Docetaxel (DTX) is used for the treatment of advanced hormone refractory prostate cancer. Connexin 43 (Cx43) is a tumor suppressor gene, and transfection of the Cx43 gene increases sensitivity to several chemotherapeutic agents. The objective of this study was to evaluate the effectiveness of combination therapy of Cx43-expressing plasmid DNA (pCMV-Cx43) and DTX both in vitro and in vivo using a non-viral vector in human prostate cancer PC-3 cells. Transfection of pCMV-Cx43 into the cells neither inhibited tumor growth nor increased gap junctional intercellular communication; however, combination therapy of pCMV-Cx43 and DTX significantly inhibited cell growth.
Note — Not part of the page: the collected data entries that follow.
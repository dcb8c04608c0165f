//! Session files

use std::path::{Path, PathBuf};

use scribe_core::Session;

use crate::{Result, StorageError};

pub const SESSION_EXTENSION: &str = "wsession";

/// Reads and writes sessions as pretty-printed JSON
#[derive(Debug, Clone, Default)]
pub struct SessionStore;

impl SessionStore {
    pub fn new() -> Self {
        Self
    }

    /// `path`, with the session extension added when it has none
    pub fn normalize_path(path: &Path) -> PathBuf {
        if path.extension().is_some() {
            path.to_path_buf()
        } else {
            path.with_extension(SESSION_EXTENSION)
        }
    }

    /// Write `session` atomically, returning the path written
    pub fn save(&self, session: &Session, path: &Path) -> Result<PathBuf> {
        let path = Self::normalize_path(path);
        if let Some(parent) = path.parent().filter(|p| !p.as_os_str().is_empty()) {
            std::fs::create_dir_all(parent)?;
        }

        let content = serde_json::to_string_pretty(session)?;
        let tmp = path.with_extension(format!("{}.tmp", SESSION_EXTENSION));
        std::fs::write(&tmp, content)?;
        std::fs::rename(&tmp, &path)?;

        tracing::info!(path = %path.display(), files = session.files.len(), "Saved session");
        Ok(path)
    }

    /// Read a session and verify every file's chunk fingerprint
    pub fn load(&self, path: &Path) -> Result<Session> {
        let content = std::fs::read_to_string(path)?;
        let session: Session = serde_json::from_str(&content)?;

        if let Some(damaged) = session.files.iter().find(|f| !f.is_intact()) {
            return Err(StorageError::CorruptSession(format!(
                "chunks for {} do not match their recorded hash",
                damaged.path
            )));
        }

        tracing::debug!(path = %path.display(), chunks = session.total_chunks(), "Loaded session");
        Ok(session)
    }
}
Forced expression of Cx43 in the cells induced apoptotic cells by down-regulation of Bcl-2 expression and significantly more up-regulation of caspase-3 activity than either treatment alone. The combination of repeated intratumoral injection of pCMV-Cx43 (10 microg/tumor) with non-viral vector and a single intravenous injection of DTX (15 mg/kg) was compared with a repeated injection of Cx43 alone and a single injection of DTX alone on PC-3 tumor xenografts. Significant antitumoral effects were observed in mice receiving combined treatment, compared with DTX alone. The data presented here provide a rational strategy for treating patients with advanced hormone refractory prostate cancer.